The FE model for the placental tissue is shown in Figure 7. The model was hand meshed in an attempt to contour the specimen to the expected deformation. The element sizes were chosen to ensure accuracy and stability (approximately 1 mm element side length). The final dimensions of the FE coupon are shown in Figure 7.

Figure 7:

Specimen dimensions and boundary conditions

Boundary conditions

The applied boundary conditions consisted of applied velocities at the top and bottom layer of nodes. The applied velocity at each point was half of the total velocity, so that the specimen was stretched at both ends according to the target strain rate. Forces were tracked at the top face of the middle layer of elements, while displacement was controlled and based on specimen end (grip) location.
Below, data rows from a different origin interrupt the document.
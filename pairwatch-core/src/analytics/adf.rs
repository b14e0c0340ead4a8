//! Augmented Dickey-Fuller stationarity test on a spread series.
//!
//! Regresses the first difference on the lagged level, an intercept, and a
//! configured number of lagged differences, then maps the t-statistic on the
//! lagged-level coefficient to an approximate p-value by linear interpolation
//! over the asymptotic constant-case Dickey-Fuller quantiles.

use super::ols;
use serde::{Deserialize, Serialize};

/// Asymptotic quantiles of the Dickey-Fuller tau distribution (constant, no
/// trend), as (statistic, p) pairs in ascending statistic order.
const TAU_QUANTILES: [(f64, f64); 11] = [
    (-3.43, 0.01),
    (-3.12, 0.025),
    (-2.86, 0.05),
    (-2.57, 0.10),
    (-2.18, 0.25),
    (-1.57, 0.50),
    (-0.94, 0.75),
    (-0.44, 0.90),
    (-0.07, 0.95),
    (0.23, 0.975),
    (0.60, 0.99),
];

/// Result of one ADF regression.
#[derive(Debug, Clone, Copy, PartialEq, Deserialize, Serialize)]
pub struct AdfResult {
    /// t-statistic on the lagged-level coefficient.
    pub statistic: f64,
    /// Approximate p-value, clamped to [0.01, 0.99].
    pub pvalue: f64,
    /// Lagged differences included in the regression.
    pub lags: usize,
    /// Observations used after differencing and lagging.
    pub nobs: usize,
}

/// Run the ADF regression on `series` with `lags` lagged differences.
///
/// Returns `None` when the series is too short for the requested lag order or
/// the regression is degenerate (constant series, zero residual variance).
pub fn adf_test(series: &[f64], lags: usize) -> Option<AdfResult> {
    let n = series.len();
    // Need nobs = n - 1 - lags observations for k = lags + 2 coefficients,
    // with residual degrees of freedom left over.
    if n < lags + 2 || n - 1 - lags <= lags + 2 {
        return None;
    }

    let diffs: Vec<f64> = series.windows(2).map(|w| w[1] - w[0]).collect();

    let mut x = Vec::with_capacity(diffs.len() - lags);
    let mut y = Vec::with_capacity(diffs.len() - lags);
    for t in lags..diffs.len() {
        let mut row = Vec::with_capacity(lags + 2);
        row.push(1.0);
        row.push(series[t]);
        for lag in 1..=lags {
            row.push(diffs[t - lag]);
        }
        x.push(row);
        y.push(diffs[t]);
    }

    let fit = ols::fit(&x, &y)?;
    let se = fit.stderr[1];
    if !se.is_finite() || se <= 0.0 {
        return None;
    }
    let statistic = fit.coefs[1] / se;
    if !statistic.is_finite() {
        return None;
    }

    Some(AdfResult {
        statistic,
        pvalue: interpolate_pvalue(statistic),
        lags,
        nobs: y.len(),
    })
}

/// Piecewise-linear interpolation over [`TAU_QUANTILES`], clamped at the ends.
fn interpolate_pvalue(statistic: f64) -> f64 {
    let (first_tau, first_p) = TAU_QUANTILES[0];
    if statistic <= first_tau {
        return first_p;
    }
    let (last_tau, last_p) = TAU_QUANTILES[TAU_QUANTILES.len() - 1];
    if statistic >= last_tau {
        return last_p;
    }

    for pair in TAU_QUANTILES.windows(2) {
        let (lo_tau, lo_p) = pair[0];
        let (hi_tau, hi_p) = pair[1];
        if statistic <= hi_tau {
            let fraction = (statistic - lo_tau) / (hi_tau - lo_tau);
            return lo_p + fraction * (hi_p - lo_p);
        }
    }
    last_p
}

#[cfg(test)]
mod tests {
    use super::*;
    use rand::{Rng, SeedableRng, rngs::StdRng};

    #[test]
    fn test_pvalue_interpolation_bounds() {
        assert_eq!(interpolate_pvalue(-10.0), 0.01);
        assert_eq!(interpolate_pvalue(5.0), 0.99);

        // Exactly on a table point
        assert!((interpolate_pvalue(-2.86) - 0.05).abs() < 1e-12);
        // Midway between -2.86 (0.05) and -2.57 (0.10)
        let mid = interpolate_pvalue(-2.715);
        assert!((mid - 0.075).abs() < 1e-3);
    }

    #[test]
    fn test_mean_reverting_series_reports_stationary() {
        // AR(1) with phi = 0.2 reverts hard; the lagged-level coefficient
        // estimates phi - 1 with a large-magnitude t-statistic.
        let mut rng = StdRng::seed_from_u64(42);
        let mut series = vec![0.0f64];
        for _ in 0..200 {
            let noise: f64 = rng.random_range(-1.0..1.0);
            let prev = *series.last().unwrap();
            series.push(0.2 * prev + noise);
        }

        let result = adf_test(&series, 1).unwrap();
        assert!(result.statistic < -5.0, "statistic {}", result.statistic);
        assert!(result.pvalue <= 0.0100001, "pvalue {}", result.pvalue);
    }

    #[test]
    fn test_drifting_random_walk_reports_nonstationary() {
        let mut rng = StdRng::seed_from_u64(42);
        let mut series = vec![0.0f64];
        for _ in 0..200 {
            let noise: f64 = rng.random_range(-1.0..1.0);
            let prev = *series.last().unwrap();
            series.push(prev + 0.1 + noise);
        }

        let result = adf_test(&series, 1).unwrap();
        assert!(result.pvalue > 0.10, "pvalue {}", result.pvalue);
    }

    #[test]
    fn test_too_short_series_rejected() {
        let series: Vec<f64> = (0..6).map(|i| i as f64).collect();
        assert!(adf_test(&series, 2).is_none());
    }

    #[test]
    fn test_constant_series_degenerate() {
        let series = vec![1.0; 50];
        assert!(adf_test(&series, 1).is_none());
    }
}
The strain rate applied is shown in Figure 8. Three simulations were set up, each representing a unique strain rate. The strain rate applied was smoothed using a spline-based interpolation to remove irregularities in the curves. This was most important for the highest strain rate, wherein the initial overshoot was to corrected to have a more constant strain rate. This was a necessity to satisfy the assumption of the material model that input curves represent distinct strain rates.

Figure 8:

Strain rate applied

Material properties

The material model used in this study is *MAT_SIMPLIFIED_RUBBER (DuBois, 2003). The material model was chosen after evaluating 14 rubber/foam material models in LS-DYNA. Simulations were run using each of the models and the stress vs. strain response for each strain rate was evaluated against the target (average) stress vs. strain for that strain rate. It was found that the simplified rubber material offered the closest potential match to the target curve and also offered flexibility in the strain rate input.
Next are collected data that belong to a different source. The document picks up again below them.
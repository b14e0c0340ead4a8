//! Pipeline wiring: sole-writer ingestion, the analytics worker, and the
//! non-blocking query surface.
//!
//! Ingestion resamples on the producer side (`&mut self` makes the single
//! writer a compile-time property) and hands completed bars to the analytics
//! worker over an ordered channel. The worker exclusively owns every
//! `PairWindow` and the armed-rule table, so per-pair updates are serialized
//! by construction. Readers only ever see immutable published artifacts:
//! completed bars, `Arc`ed snapshots, and appended alert events.

use crate::{
    alert::{AlertEngine, AlertEvent, AlertRuleSpec},
    analytics::{AnalyticsParams, AnalyticsSnapshot, PairAnalytics},
    config::EngineConfig,
    error::{AlertError, ConfigError, IngestionError},
    event::{Bar, PairId, Tick, Timeframe},
    persist::PersistLog,
    resample::{IngestReport, Resampler},
    window::PairWindow,
};
use chrono::{DateTime, Utc};
use fnv::FnvHashMap;
use parking_lot::RwLock;
use smol_str::SmolStr;
use std::{collections::VecDeque, sync::Arc};
use tokio::sync::{broadcast, mpsc, oneshot};
use tokio_stream::wrappers::BroadcastStream;
use tracing::{debug, warn};

/// Buffer depth for each pair's snapshot broadcast channel.
const SNAPSHOT_BROADCAST_BUFFER: usize = 256;

enum WorkerMsg {
    Bar(Bar),
    RegisterRule {
        spec: AlertRuleSpec,
        ack: oneshot::Sender<Result<u64, AlertError>>,
    },
    Shutdown,
}

/// State published for concurrent readers. Writers hold the locks only long
/// enough to swap in a new immutable artifact.
struct SharedState {
    bar_history: usize,
    bars: RwLock<FnvHashMap<(SmolStr, Timeframe), VecDeque<Bar>>>,
    latest: RwLock<FnvHashMap<PairId, Arc<AnalyticsSnapshot>>>,
    alerts: RwLock<FnvHashMap<PairId, Vec<Arc<AlertEvent>>>>,
    snapshot_tx: FnvHashMap<PairId, broadcast::Sender<Arc<AnalyticsSnapshot>>>,
}

/// The resampling + analytics + alerting pipeline.
///
/// `feed_tick` is the sole ingress; queries go through [`EngineHandle`]
/// clones, which remain valid until the engine is shut down.
pub struct PairsEngine {
    resampler: Resampler,
    shared: Arc<SharedState>,
    worker_tx: mpsc::UnboundedSender<WorkerMsg>,
    worker: tokio::task::JoinHandle<()>,
    sink: Arc<dyn PersistLog>,
}

impl PairsEngine {
    /// Validate the configuration and spawn the analytics worker.
    ///
    /// Must be called from within a tokio runtime.
    pub fn spawn(config: EngineConfig, sink: Arc<dyn PersistLog>) -> Result<Self, ConfigError> {
        config.validate()?;

        let mut snapshot_tx = FnvHashMap::default();
        let mut alerts = FnvHashMap::default();
        let mut pair_index: FnvHashMap<(SmolStr, Timeframe), Vec<PairId>> = FnvHashMap::default();
        let mut analytics: FnvHashMap<PairId, PairAnalytics> = FnvHashMap::default();

        let params = AnalyticsParams {
            adf_lags: config.adf_lags,
            adf_min_samples: config.adf_min_samples,
            adf_every: config.adf_every,
        };

        for pair in &config.pairs {
            let pair_id = pair.id();
            let (tx, _rx) = broadcast::channel(SNAPSHOT_BROADCAST_BUFFER);
            snapshot_tx.insert(pair_id.clone(), tx);
            alerts.insert(pair_id.clone(), Vec::new());

            for symbol in [&pair.symbol_a, &pair.symbol_b] {
                pair_index
                    .entry((symbol.clone(), pair.timeframe))
                    .or_default()
                    .push(pair_id.clone());
            }

            analytics.insert(
                pair_id.clone(),
                PairAnalytics::new(
                    pair_id,
                    pair.symbol_a.clone(),
                    PairWindow::new(
                        config.window_capacity,
                        config.min_samples,
                        config.recompute_every,
                    ),
                    params,
                ),
            );
        }

        let mut alert_engine = AlertEngine::new();
        for rule in &config.rules {
            if !snapshot_tx.contains_key(&rule.pair.id()) {
                return Err(ConfigError::InvalidStartupRule(format!(
                    "rule references untracked pair {}",
                    rule.pair.id()
                )));
            }
            alert_engine
                .register_rule(rule)
                .map_err(|err| ConfigError::InvalidStartupRule(err.to_string()))?;
        }

        let shared = Arc::new(SharedState {
            bar_history: config.bar_history,
            bars: RwLock::new(FnvHashMap::default()),
            latest: RwLock::new(FnvHashMap::default()),
            alerts: RwLock::new(alerts),
            snapshot_tx,
        });

        let (worker_tx, worker_rx) = mpsc::unbounded_channel();
        let worker = tokio::spawn(run_worker(
            worker_rx,
            Arc::clone(&shared),
            analytics,
            pair_index,
            alert_engine,
            Arc::clone(&sink),
        ));

        Ok(Self {
            resampler: Resampler::new(config.timeframes, config.max_clock_skew_ms),
            shared,
            worker_tx,
            worker,
            sink,
        })
    }

    /// Sole ingress from the feed collaborator.
    ///
    /// `Err` rejects the tick wholesale (malformed); `Ok` reports the
    /// completed bars and any per-timeframe rejections. Either way the
    /// pipeline keeps running for every other symbol.
    pub fn feed_tick(&mut self, tick: &Tick) -> Result<IngestReport, IngestionError> {
        let report = self.resampler.ingest(tick)?;

        for bar in &report.completed {
            self.publish_bar(bar);
            self.sink.persist_bar(bar);
            if self.worker_tx.send(WorkerMsg::Bar(bar.clone())).is_err() {
                warn!("analytics worker gone, dropping completed bar");
            }
        }
        for (timeframe, reason) in &report.rejections {
            debug!(symbol = %tick.symbol, %timeframe, %reason, "tick rejected");
        }
        Ok(report)
    }

    fn publish_bar(&self, bar: &Bar) {
        let mut bars = self.shared.bars.write();
        let history = bars
            .entry((bar.symbol.clone(), bar.timeframe))
            .or_insert_with(|| VecDeque::with_capacity(self.shared.bar_history));
        if history.len() == self.shared.bar_history {
            history.pop_front();
        }
        history.push_back(bar.clone());
    }

    /// Cloneable, non-blocking query surface.
    pub fn handle(&self) -> EngineHandle {
        EngineHandle {
            shared: Arc::clone(&self.shared),
            worker_tx: self.worker_tx.clone(),
        }
    }

    /// Stop the pipeline, letting the in-flight bar/snapshot computation
    /// finish. Queued-but-unprocessed bars after the shutdown marker are
    /// discarded without exposing partial state.
    pub async fn shutdown(self) {
        let _ = self.worker_tx.send(WorkerMsg::Shutdown);
        if let Err(err) = self.worker.await {
            warn!(%err, "analytics worker did not shut down cleanly");
        }
    }
}

async fn run_worker(
    mut rx: mpsc::UnboundedReceiver<WorkerMsg>,
    shared: Arc<SharedState>,
    mut analytics: FnvHashMap<PairId, PairAnalytics>,
    pair_index: FnvHashMap<(SmolStr, Timeframe), Vec<PairId>>,
    mut alert_engine: AlertEngine,
    sink: Arc<dyn PersistLog>,
) {
    while let Some(msg) = rx.recv().await {
        match msg {
            WorkerMsg::Bar(bar) => {
                let Some(pair_ids) = pair_index.get(&(bar.symbol.clone(), bar.timeframe)) else {
                    continue;
                };
                for pair_id in pair_ids {
                    let Some(pair_analytics) = analytics.get_mut(pair_id) else {
                        continue;
                    };
                    let leg = pair_analytics.leg_of(&bar.symbol);
                    let snapshot = Arc::new(pair_analytics.on_bar_completed(
                        leg,
                        bar.close,
                        bar.bucket_end,
                    ));

                    sink.persist_snapshot(&snapshot);
                    shared
                        .latest
                        .write()
                        .insert(pair_id.clone(), Arc::clone(&snapshot));
                    if let Some(tx) = shared.snapshot_tx.get(pair_id) {
                        // Send errors just mean no subscriber is listening.
                        let _ = tx.send(Arc::clone(&snapshot));
                    }

                    for event in alert_engine.evaluate(&snapshot) {
                        sink.persist_alert(&event);
                        let event = Arc::new(event);
                        shared
                            .alerts
                            .write()
                            .entry(pair_id.clone())
                            .or_default()
                            .push(event);
                    }
                }
            }
            WorkerMsg::RegisterRule { spec, ack } => {
                let result = if shared.snapshot_tx.contains_key(&spec.pair.id()) {
                    alert_engine.register_rule(&spec)
                } else {
                    Err(AlertError::UnknownPair(spec.pair.id().to_string()))
                };
                let _ = ack.send(result);
            }
            WorkerMsg::Shutdown => break,
        }
    }
    debug!("analytics worker stopped");
}

/// Point-in-time, non-blocking reads of the last published artifacts, plus
/// runtime rule registration.
#[derive(Clone)]
pub struct EngineHandle {
    shared: Arc<SharedState>,
    worker_tx: mpsc::UnboundedSender<WorkerMsg>,
}

impl EngineHandle {
    /// Completed bars for a symbol/timeframe whose bucket starts fall in
    /// `[from, to)`, oldest first.
    pub fn get_bars(
        &self,
        symbol: &str,
        timeframe: Timeframe,
        from: DateTime<Utc>,
        to: DateTime<Utc>,
    ) -> Vec<Bar> {
        let bars = self.shared.bars.read();
        bars.get(&(SmolStr::new(symbol), timeframe))
            .map(|history| {
                history
                    .iter()
                    .filter(|bar| bar.bucket_start >= from && bar.bucket_start < to)
                    .cloned()
                    .collect()
            })
            .unwrap_or_default()
    }

    /// Latest published snapshot for a tracked pair.
    pub fn get_latest_snapshot(&self, pair_id: &PairId) -> Option<Arc<AnalyticsSnapshot>> {
        self.shared.latest.read().get(pair_id).cloned()
    }

    /// Live, cancellable sequence of snapshots for a tracked pair.
    ///
    /// Slow subscribers observe `Lagged` items rather than blocking the
    /// pipeline. Returns `None` for untracked pairs.
    pub fn subscribe_snapshots(
        &self,
        pair_id: &PairId,
    ) -> Option<BroadcastStream<Arc<AnalyticsSnapshot>>> {
        self.shared
            .snapshot_tx
            .get(pair_id)
            .map(|tx| BroadcastStream::new(tx.subscribe()))
    }

    /// Alert events recorded for a tracked pair, in emission order.
    pub fn get_alert_history(&self, pair_id: &PairId) -> Vec<Arc<AlertEvent>> {
        self.shared
            .alerts
            .read()
            .get(pair_id)
            .cloned()
            .unwrap_or_default()
    }

    /// Register a rule against the live engine.
    pub async fn register_rule(&self, spec: AlertRuleSpec) -> Result<u64, AlertError> {
        let (ack, response) = oneshot::channel();
        self.worker_tx
            .send(WorkerMsg::RegisterRule { spec, ack })
            .map_err(|_| AlertError::InvalidRuleExpression("engine is shut down".into()))?;
        response
            .await
            .map_err(|_| AlertError::InvalidRuleExpression("engine is shut down".into()))?
    }
}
A list of material parameter inputs into the *MAT_SIMPLIFIED_RUBBER deck is detailed in Table 3. Note that there were some additional properties including simulation parameters, which are not relevant to the current study, and stress vs. strain curves, which are explained separately.

Table 3:

Simplified rubber material properties

Parameter	Value
Bulk Modulus	1.91 MPa
Shear Modulus for Damping	2.65 kPa
Stress Limit for Damping	26.5 Pa
Tension Type	Rate effects in loading only
Poisson’s ratio	0.3
Stress vs strain	(set of curves)

The density chosen was approximately that of water. The bulk modulus was calculated from the average slope of stress vs. strain relationship by using linear elastic relationships.

No damping was necessary for these simulations. The tension type chosen allowed the runs to be more stable as unloading rate effects caused numerical noise in the solution to the simulation. The Poisson’s ratio chosen allowed the most realistic behavior of the model.

The material properties also allowed direct input of a set of curves at discrete strain rates that define the force vs. change in gauge length. During element stress update, the stress calculation is based on an interpolation from this set of curves, or a table lookup. Because the load curves were already defined in terms of engineering stress vs. strain, the specimen gauge length, gauge width, and gauge thickness were all set to one. This allowed the stress vs. strain curve to be inputted into the material deck without scaling.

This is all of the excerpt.